**Directions for this task:** Here are the records. Write out exactly the lines between the one holding "single provider record." and the one holding "let values: Vec<Option<&Value>>", inclusive.

(Collected data entries)
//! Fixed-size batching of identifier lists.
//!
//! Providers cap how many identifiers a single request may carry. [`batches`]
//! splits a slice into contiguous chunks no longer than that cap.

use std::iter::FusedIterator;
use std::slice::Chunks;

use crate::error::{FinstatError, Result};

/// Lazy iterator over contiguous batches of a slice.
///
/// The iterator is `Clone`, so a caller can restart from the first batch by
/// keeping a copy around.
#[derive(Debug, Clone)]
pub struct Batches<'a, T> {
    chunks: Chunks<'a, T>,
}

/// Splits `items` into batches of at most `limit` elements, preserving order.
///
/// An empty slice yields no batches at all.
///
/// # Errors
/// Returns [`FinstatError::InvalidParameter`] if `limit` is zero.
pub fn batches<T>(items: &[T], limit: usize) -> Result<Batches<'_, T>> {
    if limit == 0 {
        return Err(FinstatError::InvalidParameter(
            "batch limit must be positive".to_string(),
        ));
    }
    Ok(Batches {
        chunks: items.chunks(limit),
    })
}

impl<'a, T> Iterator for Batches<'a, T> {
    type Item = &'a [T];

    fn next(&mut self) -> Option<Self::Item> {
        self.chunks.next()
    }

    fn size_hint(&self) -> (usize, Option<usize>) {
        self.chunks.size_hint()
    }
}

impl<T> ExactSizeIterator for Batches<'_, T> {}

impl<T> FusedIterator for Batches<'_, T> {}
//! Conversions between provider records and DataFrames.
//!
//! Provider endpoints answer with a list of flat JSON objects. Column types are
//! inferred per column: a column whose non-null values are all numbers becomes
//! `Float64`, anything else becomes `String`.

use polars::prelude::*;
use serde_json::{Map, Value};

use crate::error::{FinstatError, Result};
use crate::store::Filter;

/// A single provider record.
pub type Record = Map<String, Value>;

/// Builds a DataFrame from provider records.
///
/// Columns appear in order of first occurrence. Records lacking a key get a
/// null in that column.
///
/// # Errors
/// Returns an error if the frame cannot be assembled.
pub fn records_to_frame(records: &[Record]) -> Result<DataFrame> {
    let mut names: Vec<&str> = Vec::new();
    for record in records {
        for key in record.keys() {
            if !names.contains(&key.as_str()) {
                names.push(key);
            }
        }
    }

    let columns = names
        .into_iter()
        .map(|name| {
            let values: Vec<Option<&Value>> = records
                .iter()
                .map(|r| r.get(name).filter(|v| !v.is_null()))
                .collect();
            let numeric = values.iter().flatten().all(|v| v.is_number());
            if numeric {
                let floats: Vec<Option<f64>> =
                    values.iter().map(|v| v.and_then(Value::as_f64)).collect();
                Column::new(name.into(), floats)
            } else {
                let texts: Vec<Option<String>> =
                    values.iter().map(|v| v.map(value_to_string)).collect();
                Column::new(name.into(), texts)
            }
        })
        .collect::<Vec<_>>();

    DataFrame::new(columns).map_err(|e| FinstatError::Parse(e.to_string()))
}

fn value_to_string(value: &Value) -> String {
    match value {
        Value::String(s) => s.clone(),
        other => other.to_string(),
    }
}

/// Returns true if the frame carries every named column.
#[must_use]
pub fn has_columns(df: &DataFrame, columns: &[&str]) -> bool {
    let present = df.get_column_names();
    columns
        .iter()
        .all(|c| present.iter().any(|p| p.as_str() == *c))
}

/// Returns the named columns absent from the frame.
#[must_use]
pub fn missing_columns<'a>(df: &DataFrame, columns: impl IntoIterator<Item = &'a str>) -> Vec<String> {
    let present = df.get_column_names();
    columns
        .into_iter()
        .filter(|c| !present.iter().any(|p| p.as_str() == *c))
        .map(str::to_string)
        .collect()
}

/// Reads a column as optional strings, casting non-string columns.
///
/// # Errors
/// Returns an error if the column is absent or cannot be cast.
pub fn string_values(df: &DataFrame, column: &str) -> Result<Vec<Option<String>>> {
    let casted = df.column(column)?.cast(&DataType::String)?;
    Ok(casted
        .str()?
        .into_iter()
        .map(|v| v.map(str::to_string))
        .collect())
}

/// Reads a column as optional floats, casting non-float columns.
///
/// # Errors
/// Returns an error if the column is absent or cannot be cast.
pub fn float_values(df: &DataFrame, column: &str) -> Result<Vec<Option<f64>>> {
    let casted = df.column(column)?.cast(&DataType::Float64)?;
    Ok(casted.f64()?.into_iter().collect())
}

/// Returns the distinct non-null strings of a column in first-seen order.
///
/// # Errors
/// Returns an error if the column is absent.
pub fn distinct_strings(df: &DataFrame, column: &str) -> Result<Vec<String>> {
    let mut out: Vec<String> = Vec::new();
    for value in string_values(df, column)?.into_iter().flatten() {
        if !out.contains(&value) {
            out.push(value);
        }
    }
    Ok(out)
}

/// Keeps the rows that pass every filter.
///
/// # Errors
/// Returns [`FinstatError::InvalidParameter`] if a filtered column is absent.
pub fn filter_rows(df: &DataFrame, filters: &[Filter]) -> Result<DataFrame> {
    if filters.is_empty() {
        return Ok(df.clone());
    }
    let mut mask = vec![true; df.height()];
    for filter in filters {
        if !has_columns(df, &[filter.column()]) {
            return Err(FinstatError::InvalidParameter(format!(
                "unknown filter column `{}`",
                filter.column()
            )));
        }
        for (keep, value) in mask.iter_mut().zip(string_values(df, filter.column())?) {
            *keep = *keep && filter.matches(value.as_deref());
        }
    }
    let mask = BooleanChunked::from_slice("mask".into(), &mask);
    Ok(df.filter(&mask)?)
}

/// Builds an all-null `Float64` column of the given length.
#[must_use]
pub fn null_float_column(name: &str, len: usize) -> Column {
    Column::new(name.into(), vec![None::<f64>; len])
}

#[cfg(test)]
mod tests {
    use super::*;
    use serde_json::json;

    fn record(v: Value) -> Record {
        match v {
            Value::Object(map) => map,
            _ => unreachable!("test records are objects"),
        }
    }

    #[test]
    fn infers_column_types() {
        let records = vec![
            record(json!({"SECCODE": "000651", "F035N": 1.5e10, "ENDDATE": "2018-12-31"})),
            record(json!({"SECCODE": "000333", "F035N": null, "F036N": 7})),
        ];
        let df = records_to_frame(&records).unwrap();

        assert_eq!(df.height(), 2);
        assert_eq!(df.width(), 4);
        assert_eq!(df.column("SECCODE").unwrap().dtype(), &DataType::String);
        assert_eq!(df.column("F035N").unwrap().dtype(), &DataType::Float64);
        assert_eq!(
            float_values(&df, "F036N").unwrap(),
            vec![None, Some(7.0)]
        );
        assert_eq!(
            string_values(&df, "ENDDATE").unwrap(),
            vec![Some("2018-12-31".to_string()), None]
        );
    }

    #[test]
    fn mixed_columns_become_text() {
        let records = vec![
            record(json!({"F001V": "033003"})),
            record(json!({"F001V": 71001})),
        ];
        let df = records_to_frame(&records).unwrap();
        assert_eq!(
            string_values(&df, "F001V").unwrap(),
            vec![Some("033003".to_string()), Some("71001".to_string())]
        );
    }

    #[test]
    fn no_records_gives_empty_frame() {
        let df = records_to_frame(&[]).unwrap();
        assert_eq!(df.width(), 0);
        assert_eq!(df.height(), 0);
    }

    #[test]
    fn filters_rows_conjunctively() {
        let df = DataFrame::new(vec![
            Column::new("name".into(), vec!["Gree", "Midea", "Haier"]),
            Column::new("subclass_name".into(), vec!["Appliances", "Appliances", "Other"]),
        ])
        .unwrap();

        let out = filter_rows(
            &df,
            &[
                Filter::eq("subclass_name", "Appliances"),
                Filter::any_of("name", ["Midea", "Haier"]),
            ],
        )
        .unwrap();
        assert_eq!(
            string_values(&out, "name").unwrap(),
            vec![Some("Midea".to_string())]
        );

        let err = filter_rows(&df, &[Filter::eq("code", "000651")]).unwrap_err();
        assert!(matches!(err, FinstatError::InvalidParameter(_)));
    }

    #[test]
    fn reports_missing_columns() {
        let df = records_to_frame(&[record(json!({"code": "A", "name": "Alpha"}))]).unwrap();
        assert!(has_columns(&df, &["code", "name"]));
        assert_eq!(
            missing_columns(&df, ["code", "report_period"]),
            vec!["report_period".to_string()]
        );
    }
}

**Answer box:**
/// A single provider record.
pub type Record = Map<String, Value>;

/// Builds a DataFrame from provider records.
///
/// Columns appear in order of first occurrence. Records lacking a key get a
/// null in that column.
///
/// # Errors
/// Returns an error if the frame cannot be assembled.
pub fn records_to_frame(records: &[Record]) -> Result<DataFrame> {
    let mut names: Vec<&str> = Vec::new();
    for record in records {
        for key in record.keys() {
            if !names.contains(&key.as_str()) {
                names.push(key);
            }
        }
    }

    let columns = names
        .into_iter()
        .map(|name| {
            let values: Vec<Option<&Value>> = records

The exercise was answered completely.